Carolina Wolf del Teatro Teresa Carreño: “Ballet clásico lucha por sobrevivir a la pandemia en Venezuela”

Trinidad Martel / Venezuela RED Informativa

La vida de los bailarines del Teatro Teresa Carreño de Caracas quedó en suspenso poco antes de que la Organización Mundial de la Salud declarara que un nuevo coronavirus debía considerarse como pandemia debido a su alarmante propagación por el mundo. Meses después, los miembros de la compañía no están dispuestos a que el paro forzoso trunque sus carreras, y en medio de las adversidades se preparan a diario desde sus casas para el regreso.

“Días antes de que se decretara la cuarentena, ya nos dijeron que no podíamos ir más al teatro”, dijo Carolina Wolf, una bailarina de 42 años que trata de mantenerse en forma bajo la mirada vigilante de uno de sus dos gatos, quienes como severos maestros la han acompañado durante sus entrenamientos en los más de 150 días de aislamiento por el covid-19.

Bailarinas e instructoras como Wolf apenas tuvieron tiempo de asimilar lo que sucedía. De manera intempestiva, fueron enviadas a casa una semana antes del comienzo de la cuarentena en Venezuela. Nadie pensó entonces que la pausa sería tan prolongada y que estarían meses, e indefinidamente, lejos de los escenarios y las salas de ensayos.

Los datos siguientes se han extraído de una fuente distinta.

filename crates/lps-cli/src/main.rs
use clap::Parser;

mod cli;
mod commands;

fn main() -> anyhow::Result<()> {
    tracing_subscriber::fmt::init();
    let cli = cli::Cli::parse();
    commands::run_command(cli)
}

“Jamás imaginamos que íbamos a durar tanto” en aislamiento, comentó la bailarina clásica y contemporánea. Al principio se dijo “no puedo parar”, pensando que a más tardar en un mes volvería a su rutina diaria en el teatro, donde entrenaba y ensayaba con sus compañeros unas 40 horas semanales.

“Yo no puedo parar”, resaltó Wolf, explicando que en apenas unos días se puede perder el trabajo de acondicionamiento que le ha costado meses alcanzar. Sin embargo, su entrenamiento se ha reducido drásticamente y ha ganado algo de peso.

Tras el choque provocado por la abrupta parada, y con un duelo interno por el impedimento de bailar en las instalaciones adecuadas, las ganas de seguir adelante y estar lista para cuando vuelva a subir el telón del Teresa Carreño — uno de los teatros más grandes y modernos de la América Latina– la impulsan a ocupar su tiempo en ensayos, improvisando incluso el uso de una biblioteca como barra.

“Enseguida comencé a entrenarme en la casa… pero, no es igual. Hago prácticamente la mitad de lo que se hace normalmente por las condiciones”, dijo.

Calzarse las zapatillas y pararse con las puntas de los pies en superficies duras y resbaladizas, muchas de ellas de concreto o cerámica, también representa un reto ante el riesgo de sufrir graves lesiones. Los giros y saltos, por esa razón, por ahora están fuera de cualquier rutina de entrenamiento.